SprawdzaMY-Inicjatywa Przedsiębiorcy dla Polski, czyli zespół deregulacyjny kierowany przez szefa InPostu Rafała Brzoskę, opublikowała już 309 postulatów deregulacyjnych. Najnowsza, jedenasta tura rozwiązań, obejmuje 27 propozycji, wśród których znalazł się pakiet uproszczeń medycznych. O jakie ułatwienia chodzi?

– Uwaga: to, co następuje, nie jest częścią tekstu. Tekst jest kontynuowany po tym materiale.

use std::env;
use std::fs;
use std::path::{Path, PathBuf};

use directories::ProjectDirs;
use tracing::debug;

use crate::error::{Error, Result};

/// Filename of a project's map database.
pub const MAP_FILENAME: &str = "map.db";

/// Directory below the data directory that holds one folder per project.
const PROJECTS_DIR: &str = "projects";

/// Environment variable overriding the data directory.
pub const DATA_DIR_ENV: &str = "INDOORNAV_DATA_DIR";

/// Resolve the default data directory using platform-specific project directories.
pub fn default_data_dir() -> Result<PathBuf> {
    let dirs =
        ProjectDirs::from("org", "indoornav", "indoornav").ok_or(Error::ProjectDirsUnavailable)?;
    Ok(dirs.data_dir().to_path_buf())
}

/// Resolve the data directory.
///
/// Resolution order:
/// 1. Explicit `target` argument when provided.
/// 2. `INDOORNAV_DATA_DIR` environment variable.
/// 3. Platform-specific project directories.
pub fn resolve_data_dir(target: Option<&Path>) -> Result<PathBuf> {
    if let Some(explicit) = target {
        return Ok(explicit.to_path_buf());
    }

    if let Some(env_path) = env::var_os(DATA_DIR_ENV) {
        if !env_path.is_empty() {
            return Ok(PathBuf::from(env_path));
        }
    }

    default_data_dir()
}

/// Path of `project`'s map database below `data_dir`. Does not check existence.
pub fn project_map_path(data_dir: &Path, project: &str) -> Result<PathBuf> {
    validate_project_name(project)?;
    Ok(data_dir.join(PROJECTS_DIR).join(project).join(MAP_FILENAME))
}

/// Locate an existing project map database.
pub fn resolve_map_path(data_dir: Option<&Path>, project: &str) -> Result<PathBuf> {
    let data_dir = resolve_data_dir(data_dir)?;
    let path = project_map_path(&data_dir, project)?;
    debug!(project, path = %path.display(), "resolved project map");
    if !path.is_file() {
        return Err(Error::ProjectNotFound { path });
    }
    Ok(path)
}

/// Projects below `data_dir` that contain a map database, sorted by name.
pub fn list_projects(data_dir: &Path) -> Result<Vec<String>> {
    let root = data_dir.join(PROJECTS_DIR);
    if !root.is_dir() {
        return Ok(Vec::new());
    }

    let mut projects = Vec::new();
    for entry in fs::read_dir(&root)? {
        let entry = entry?;
        if !entry.path().join(MAP_FILENAME).is_file() {
            continue;
        }
        if let Some(name) = entry.file_name().to_str() {
            projects.push(name.to_string());
        }
    }
    projects.sort();
    Ok(projects)
}

fn validate_project_name(project: &str) -> Result<()> {
    let valid = !project.is_empty()
        && project != "."
        && project != ".."
        && project
            .chars()
            .all(|c| c.is_ascii_alphanumeric() || matches!(c, '-' | '_' | '.'));
    if valid {
        Ok(())
    } else {
        Err(Error::InvalidProjectName {
            name: project.to_string(),
        })
    }
}
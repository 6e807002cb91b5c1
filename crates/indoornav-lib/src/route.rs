use serde::Serialize;

use crate::db::{ConnectionType, Level, NodeId, Point};
use crate::graph::Travel;
use crate::routing::CostModel;

/// Point along a computed route.
#[derive(Debug, Clone, PartialEq, Serialize)]
#[serde(tag = "kind", rename_all = "snake_case")]
pub enum RoutePoint {
    /// Stored graph node.
    Node {
        id: NodeId,
        level: Level,
        x: f64,
        y: f64,
    },
    /// Request-local position at either end of the route.
    Position {
        level: Level,
        x: f64,
        y: f64,
        title: String,
    },
}

impl RoutePoint {
    pub fn level(&self) -> Level {
        match self {
            RoutePoint::Node { level, .. } | RoutePoint::Position { level, .. } => *level,
        }
    }

    pub fn point(&self) -> Point {
        match self {
            RoutePoint::Node { x, y, .. } | RoutePoint::Position { x, y, .. } => Point::new(*x, *y),
        }
    }

    pub fn node_id(&self) -> Option<NodeId> {
        match self {
            RoutePoint::Node { id, .. } => Some(*id),
            RoutePoint::Position { .. } => None,
        }
    }
}

/// Single traversal between two consecutive route points.
#[derive(Debug, Clone, PartialEq, Serialize)]
pub struct RouteLeg {
    /// Identifier of the stored connection, `None` for position attachments.
    #[serde(skip_serializing_if = "Option::is_none")]
    pub connection: Option<String>,
    pub ctype: ConnectionType,
    pub travel: Travel,
    pub distance: f64,
    /// Leg uses a connection the settings asked to avoid.
    pub avoided: bool,
}

/// Consecutive legs of the same type and direction, as shown to users.
#[derive(Debug, Clone, PartialEq, Serialize)]
pub struct RouteSegment {
    pub ctype: ConnectionType,
    pub direction: Travel,
    /// Centimetres.
    pub distance: f64,
    /// Seconds.
    pub duration: f64,
    pub from_level: Level,
    pub to_level: Level,
}

/// Computed path from origin to destination.
#[derive(Debug, Clone, PartialEq)]
pub struct Route {
    points: Vec<RoutePoint>,
    legs: Vec<RouteLeg>,
    relaxed: bool,
    cost: f64,
    cost_model: CostModel,
    origin_title: Option<String>,
    destination_title: Option<String>,
}

impl Route {
    pub(crate) fn new(
        points: Vec<RoutePoint>,
        legs: Vec<RouteLeg>,
        relaxed: bool,
        cost: f64,
        cost_model: CostModel,
    ) -> Self {
        debug_assert_eq!(points.len(), legs.len() + 1);
        Self {
            points,
            legs,
            relaxed,
            cost,
            cost_model,
            origin_title: None,
            destination_title: None,
        }
    }

    pub(crate) fn with_titles(mut self, origin: Option<String>, destination: Option<String>) -> Self {
        self.origin_title = origin;
        self.destination_title = destination;
        self
    }

    /// Points from origin to destination. Endpoints may be positions.
    pub fn points(&self) -> &[RoutePoint] {
        &self.points
    }

    pub fn legs(&self) -> &[RouteLeg] {
        &self.legs
    }

    /// Whether avoided connection types had to be used.
    pub fn relaxed(&self) -> bool {
        self.relaxed
    }

    /// Search cost, including relaxation penalties.
    pub fn total_cost(&self) -> f64 {
        self.cost
    }

    /// Centimetres.
    pub fn total_distance(&self) -> f64 {
        self.legs.iter().map(|leg| leg.distance).sum()
    }

    /// Seconds, as the sum of the described segments.
    pub fn total_duration(&self) -> f64 {
        self.describe().0.iter().map(|segment| segment.duration).sum()
    }

    pub fn hop_count(&self) -> usize {
        self.legs.len()
    }

    /// Title of the origin when it is a room or a position rather than a bare node.
    pub fn origin_title(&self) -> Option<&str> {
        self.origin_title.as_deref()
    }

    /// Title of the destination when it is a room or a position rather than a bare node.
    pub fn destination_title(&self) -> Option<&str> {
        self.destination_title.as_deref()
    }

    /// Identifiers of avoided connections the route uses, in travel order.
    pub fn avoided_connections(&self) -> Vec<&str> {
        self.legs
            .iter()
            .filter(|leg| leg.avoided)
            .filter_map(|leg| leg.connection.as_deref())
            .collect()
    }

    /// Collapse legs into user-facing segments.
    ///
    /// Consecutive legs with the same connection type and direction become
    /// one segment; its duration comes from the cost model, so a fixed wait
    /// (elevators) is counted once per segment. The flag reports whether the
    /// route had to use avoided connection types.
    pub fn describe(&self) -> (Vec<RouteSegment>, bool) {
        let mut segments: Vec<RouteSegment> = Vec::new();
        for (index, leg) in self.legs.iter().enumerate() {
            let to_level = self.points[index + 1].level();
            match segments.last_mut() {
                Some(segment) if segment.ctype == leg.ctype && segment.direction == leg.travel => {
                    segment.distance += leg.distance;
                    segment.to_level = to_level;
                }
                _ => segments.push(RouteSegment {
                    ctype: leg.ctype,
                    direction: leg.travel,
                    distance: leg.distance,
                    duration: 0.0,
                    from_level: self.points[index].level(),
                    to_level,
                }),
            }
        }

        for segment in &mut segments {
            segment.duration = self.cost_model.duration(segment.ctype, segment.distance);
        }

        (segments, self.relaxed)
    }
}
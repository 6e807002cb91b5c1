use std::fmt;
use std::str::FromStr;

use serde::Serialize;

use crate::db::{Level, NodeId, Point};
use crate::error::{Error, Result};

/// Ephemeral point on a level. Never stored in the graph.
#[derive(Debug, Clone, Copy, PartialEq, Serialize)]
pub struct Position {
    pub level: Level,
    pub x: f64,
    pub y: f64,
}

impl Position {
    pub fn new(level: Level, x: f64, y: f64) -> Self {
        Self { level, x, y }
    }

    pub fn point(&self) -> Point {
        Point::new(self.x, self.y)
    }

    /// Canonical coordinate name, `<level>:<x>:<y>`.
    pub fn name(&self) -> String {
        self.to_string()
    }
}

impl fmt::Display for Position {
    fn fmt(&self, f: &mut fmt::Formatter<'_>) -> fmt::Result {
        write!(
            f,
            "{}:{}:{}",
            self.level,
            format_coordinate(self.x),
            format_coordinate(self.y)
        )
    }
}

fn format_coordinate(value: f64) -> String {
    if value.fract() == 0.0 && value.abs() < 1e15 {
        format!("{}", value as i64)
    } else {
        format!("{value}")
    }
}

impl FromStr for Position {
    type Err = Error;

    /// Parse `<level>:<x>:<y>`, optionally prefixed with `n` as used by short links.
    fn from_str(value: &str) -> Result<Self> {
        let invalid = || Error::InvalidPosition {
            value: value.to_string(),
        };
        let trimmed = value.trim();
        let body = trimmed.strip_prefix('n').unwrap_or(trimmed);
        let mut parts = body.split(':');
        let (Some(level), Some(x), Some(y), None) =
            (parts.next(), parts.next(), parts.next(), parts.next())
        else {
            return Err(invalid());
        };

        let level: Level = level.trim().parse().map_err(|_| invalid())?;
        let x: f64 = x.trim().parse().map_err(|_| invalid())?;
        let y: f64 = y.trim().parse().map_err(|_| invalid())?;
        if !x.is_finite() || !y.is_finite() {
            return Err(invalid());
        }
        Ok(Position { level, x, y })
    }
}

/// Temporary attachment from a position to a stored node.
#[derive(Debug, Clone, PartialEq, Serialize)]
pub struct SnapEdge {
    #[serde(skip)]
    pub(crate) node_index: usize,
    pub node: NodeId,
    pub distance: f64,
}

/// A position attached to the graph for the duration of one request.
///
/// The attachment edges live here rather than in the graph, so concurrent
/// requests never observe each other's positions.
#[derive(Debug, Clone, PartialEq, Serialize)]
pub struct UserPosition {
    position: Position,
    edges: Vec<SnapEdge>,
    title: String,
}

impl UserPosition {
    pub(crate) fn new(position: Position, edges: Vec<SnapEdge>, title: String) -> Self {
        Self {
            position,
            edges,
            title,
        }
    }

    pub fn position(&self) -> &Position {
        &self.position
    }

    /// Attachment edges sorted by distance, nearest first.
    pub fn edges(&self) -> &[SnapEdge] {
        &self.edges
    }

    /// `false` when no node was within snapping range; such a position is unroutable.
    pub fn is_connected(&self) -> bool {
        !self.edges.is_empty()
    }

    pub fn title(&self) -> &str {
        &self.title
    }

    pub fn name(&self) -> String {
        self.position.name()
    }
}

#[cfg(test)]
mod tests {
    use super::*;

    #[test]
    fn name_round_trips_through_parse() {
        let position = Position::new(2, 150.0, 42.5);
        assert_eq!(position.name(), "2:150:42.5");
        assert_eq!("2:150:42.5".parse::<Position>().unwrap(), position);
    }

    #[test]
    fn parse_accepts_short_link_prefix_and_negative_level() {
        let position: Position = "n-1:10:20".parse().unwrap();
        assert_eq!(position, Position::new(-1, 10.0, 20.0));
    }

    #[test]
    fn parse_rejects_malformed_names() {
        for value in ["", "1:2", "1:2:3:4", "a:1:2", "0:x:1", "0:inf:1"] {
            assert!(value.parse::<Position>().is_err(), "accepted {value:?}");
        }
    }
}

Mniej biurokracji w przychodni bez zbędnych podpisów pacjentów


Po pierwsze, zespół kierowany przez Rafała Brzoskę proponuje likwidację papierowych oświadczeń potwierdzających udzielenie świadczenia przez pacjenta lub jego opiekuna w podstawowej opiece zdrowotnej - szczególnie podczas wizyt u położnych oraz pacjentów spoza rejonu (tzw. pacjentów obcych), na rzecz pełnego wykorzystania elektronicznej dokumentacji medycznej. Reklama


Obecnie pacjenci - szczególnie podczas wizyt u położnych POZ oraz w tzw. poradniach "obcych" - muszą podpisywać papierowe oświadczenia potwierdzające fakt udzielenia im świadczenia medycznego. "Takie wymaganie pozostaje w sprzeczności z cyfryzacją dokumentacji medycznej. Powoduje konieczność drukowania, skanowania, archiwizowania papierów i tworzy ryzyko formalnych błędów przy kontroli NFZ" - zauważają autorzy pomysłu. I proponują zmianę, która - według nich - "ograniczy biurokrację, wyeliminuje konieczność drukowania, skanowania i archiwizacji papierowych dokumentów, zmniejszy ryzyko błędów formalnych podczas kontroli NFZ oraz odciąży personel medyczny".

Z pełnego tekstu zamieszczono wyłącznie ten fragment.